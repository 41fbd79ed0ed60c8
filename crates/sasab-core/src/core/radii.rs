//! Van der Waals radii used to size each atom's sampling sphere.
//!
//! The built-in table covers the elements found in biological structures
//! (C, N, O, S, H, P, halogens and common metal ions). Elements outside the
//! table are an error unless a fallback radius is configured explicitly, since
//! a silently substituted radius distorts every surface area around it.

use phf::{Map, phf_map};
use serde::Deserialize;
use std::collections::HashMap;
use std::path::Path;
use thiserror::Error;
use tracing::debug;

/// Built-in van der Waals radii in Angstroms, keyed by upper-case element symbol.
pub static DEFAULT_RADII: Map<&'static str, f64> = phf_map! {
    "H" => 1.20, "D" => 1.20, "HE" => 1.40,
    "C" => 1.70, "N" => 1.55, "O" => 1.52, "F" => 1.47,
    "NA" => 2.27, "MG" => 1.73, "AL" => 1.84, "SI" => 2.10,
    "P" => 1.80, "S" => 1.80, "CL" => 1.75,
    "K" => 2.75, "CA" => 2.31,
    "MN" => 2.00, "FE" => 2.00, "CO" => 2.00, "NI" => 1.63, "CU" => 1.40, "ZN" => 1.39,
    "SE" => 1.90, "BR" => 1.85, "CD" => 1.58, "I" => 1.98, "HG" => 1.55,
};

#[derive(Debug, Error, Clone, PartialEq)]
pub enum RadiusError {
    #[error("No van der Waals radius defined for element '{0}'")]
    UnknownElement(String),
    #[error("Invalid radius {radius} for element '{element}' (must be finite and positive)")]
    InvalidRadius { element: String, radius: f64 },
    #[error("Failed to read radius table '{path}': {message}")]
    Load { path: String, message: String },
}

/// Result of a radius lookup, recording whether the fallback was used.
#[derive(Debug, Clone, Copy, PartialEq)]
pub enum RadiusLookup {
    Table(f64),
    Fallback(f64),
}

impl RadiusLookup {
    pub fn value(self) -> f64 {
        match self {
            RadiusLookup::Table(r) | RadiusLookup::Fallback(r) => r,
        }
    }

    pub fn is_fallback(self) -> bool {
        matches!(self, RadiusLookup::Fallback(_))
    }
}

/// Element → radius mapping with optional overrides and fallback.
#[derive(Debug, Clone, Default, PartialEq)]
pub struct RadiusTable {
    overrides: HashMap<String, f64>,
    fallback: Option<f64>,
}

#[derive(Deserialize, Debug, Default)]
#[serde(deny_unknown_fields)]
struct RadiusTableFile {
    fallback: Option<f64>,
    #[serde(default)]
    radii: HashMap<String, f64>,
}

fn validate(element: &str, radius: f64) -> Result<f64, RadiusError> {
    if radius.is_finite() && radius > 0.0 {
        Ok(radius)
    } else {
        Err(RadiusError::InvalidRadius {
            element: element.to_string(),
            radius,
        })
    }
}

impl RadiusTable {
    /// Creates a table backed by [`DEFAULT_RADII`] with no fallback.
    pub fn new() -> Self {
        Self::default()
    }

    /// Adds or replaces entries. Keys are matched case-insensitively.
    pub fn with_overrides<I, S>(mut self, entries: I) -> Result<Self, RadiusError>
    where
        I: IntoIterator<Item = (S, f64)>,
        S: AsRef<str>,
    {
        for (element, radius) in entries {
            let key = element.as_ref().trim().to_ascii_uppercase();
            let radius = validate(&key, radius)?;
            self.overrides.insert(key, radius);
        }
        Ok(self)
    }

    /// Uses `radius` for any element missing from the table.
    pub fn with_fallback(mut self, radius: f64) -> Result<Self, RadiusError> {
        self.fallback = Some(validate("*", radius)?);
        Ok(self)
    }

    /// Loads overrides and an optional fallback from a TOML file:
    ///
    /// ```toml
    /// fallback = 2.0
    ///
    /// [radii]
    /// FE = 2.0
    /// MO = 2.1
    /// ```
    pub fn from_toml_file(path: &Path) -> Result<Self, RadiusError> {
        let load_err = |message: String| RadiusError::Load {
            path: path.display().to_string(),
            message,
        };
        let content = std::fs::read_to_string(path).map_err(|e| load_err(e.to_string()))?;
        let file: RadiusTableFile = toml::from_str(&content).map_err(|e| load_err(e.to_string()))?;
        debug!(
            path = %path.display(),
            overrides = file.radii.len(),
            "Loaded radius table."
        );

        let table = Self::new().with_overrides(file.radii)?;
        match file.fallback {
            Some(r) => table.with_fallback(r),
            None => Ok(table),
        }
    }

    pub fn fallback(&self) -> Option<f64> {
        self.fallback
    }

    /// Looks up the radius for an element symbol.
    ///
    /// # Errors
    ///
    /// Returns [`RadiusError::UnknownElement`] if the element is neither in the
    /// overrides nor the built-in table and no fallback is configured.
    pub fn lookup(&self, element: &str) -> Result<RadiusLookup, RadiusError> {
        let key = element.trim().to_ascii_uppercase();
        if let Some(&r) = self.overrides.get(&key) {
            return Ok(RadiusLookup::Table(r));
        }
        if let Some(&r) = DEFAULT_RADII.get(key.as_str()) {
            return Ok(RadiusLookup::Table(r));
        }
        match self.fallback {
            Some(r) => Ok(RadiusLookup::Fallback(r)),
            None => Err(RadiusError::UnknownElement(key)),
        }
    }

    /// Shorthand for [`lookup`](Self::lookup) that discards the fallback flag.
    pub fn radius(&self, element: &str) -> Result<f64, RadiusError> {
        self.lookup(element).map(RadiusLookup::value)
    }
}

#####

- **WHAT TO DO**
If a line in the data above contains the string "optional", count it; then state only the total.

- **THE COMPLETED TASK**
2